Vergilio Ferreira alguna vez dijo, refiriéndose al portugués, su idioma materno, “de mi lengua se ve el mar”. Lo sabía también Pessoa cuando decía que “por el Tajo se va al mundo”. Y es que Portugal, ese pequeño resquicio de tiempo detenido a la vera de una Europa consumida por sus propios temores, finca su vida en la costa, al margen del resto. De espaldas a ese viejo continente, que en nombre de su propio progreso ha olvidado que hay países que ven a otros lados, lo cierto es que Portugal es un país cuya relación con el mar es tan estrecha que tal vez lo dicho por Ferreira y Pessoa sea cierto: la vida y la lengua portuguesas pertenecen al litoral y no al centro.

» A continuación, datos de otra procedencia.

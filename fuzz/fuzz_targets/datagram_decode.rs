//! Fuzz target for inbound datagram handling
//!
//! Arbitrary bytes arriving on the wire must be rejected or accepted
//! without panicking, under every suite.

#![no_main]

use libfuzzer_sys::fuzz_target;
use veil_crypto::{CipherSuite, resolve};
use veil_transport::DatagramCodec;
use veil_transport::params::KCP_HEADER_SIZE;
use veil_transport::session::is_close_segment;

fuzz_target!(|data: &[u8]| {
    let Some((&selector, rest)) = data.split_first() else {
        return;
    };
    let suites = CipherSuite::all();
    let suite = suites[usize::from(selector) % suites.len()];
    let Ok(crypt) = resolve("fuzz", suite.name()) else {
        return;
    };
    let codec = DatagramCodec::new(crypt);

    let mut datagram = rest.to_vec();
    if let Some(payload) = codec.decode(&mut datagram) {
        let _ = is_close_segment(payload);
        if payload.len() >= KCP_HEADER_SIZE {
            let _ = kcp::get_conv(payload);
        }
    }
});
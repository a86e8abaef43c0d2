//! Fuzz test for configuration file parsing
//!
//! Tests that arbitrary TOML input doesn't cause panics when parsed and
//! validated as a VEIL session configuration.

#![no_main]

use libfuzzer_sys::fuzz_target;
use veil_core::SessionConfig;

fuzz_target!(|data: &[u8]| {
    if let Ok(s) = std::str::from_utf8(data) {
        let _: Result<toml::Value, _> = toml::from_str(s);

        // Parsing may fail; a parsed config must validate without panicking
        if let Ok(config) = SessionConfig::from_toml_str(s) {
            if config.validate().is_ok() {
                let _ = config.params();
            }
        }
    }
});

Esta condición de ver hacia afuera, hacia el mar indeterminado y agreste, configura una cosmogonía que se asume como frontera ante el infinito, como última barrera de civilización ante el caos del porvenir. El tiempo frente al mar portugués parece siempre un pasado en el que se recuerdan las glorias de los que por él navegaron e hicieron de Portugal un gran imperio del que ya nada queda, salvo la memoria de aquellas hazañas heróicas. Esta sensación se percibe en las calles empedradas y en los mosaicos de las iglesias, se respira en los fierros oxidados de las barandas de los edificios abandonados, se mira en las viejas estatuas de reyes que nunca voltean hacia atrás, sino siempre al horizonte, a la espera de una nueva marea que al parecer nunca vendrá.
Piscinas das Marés, Leça da Palmeira, Portugal | Álvaro Siza | Foto: WikiSammy (Wikipedia)
Pienso esto después de una visita a las Piscinas das Marés, de Álvaro Siza, en las afueras de Oporto. Este proyecto, inaugurado en 1966, se yergue sobre la costa, insospechado y tímido hacia el exterior, como prueba material de lo que dijeran estos dos escritores portugueses ante los oídos de una multitud europea para la que Portugal es un país menor, y su lengua, el portugués, un idioma secundario. Y es que, como su nación, Siza es un arquitecto foráneo y extraño: su entendimiento del movimiento moderno no radica en la repetición de sus fórmulas, sino en una interpretación personal, al margen de toda norma, íntimamente fincada en la cosmogonía lusa.
Discípulo de Fernando Távora, cuya aproximación a lo abstracto del movimiento moderno se aleja de cualquier guiño ideológico, Siza demuestra en las piscinas un manejo impecable de la promenade lecorbusiana. Sin embargo, contrario al suizo, el portugués no pretende ser canónico. Con simples placas de concreto armado insertadas en el paisaje de forma aparentemente aleatoria —referencia poco escondida a la fluidez espacial del Mies temprano— el cuerpo principal sumerge al sujeto en un recorrido donde algunos espacios están abiertos hacia el cielo y otros, los más íntimos, son cerrados y oscuros. El contraste entre el frío concreto de los muros y la suave madera de las cubiertas admite el rumor de las olas a cuentagotas al tiempo que las vistas hacia el mar, escondidas en las uniones entre muros y vigas, son como la promesa de un texto que se lee entre líneas. El final del recorrido tiene su recompensa cuando los intrincados muros interiores dan paso a una gran vista, mediada sólo por las rocas y el puerto a lo lejos, hacia el océano. Al traspasar esta barrera, las piscinas, que se llenan con agua de mar, reflejan el horizonte y duplican este paisaje infinito.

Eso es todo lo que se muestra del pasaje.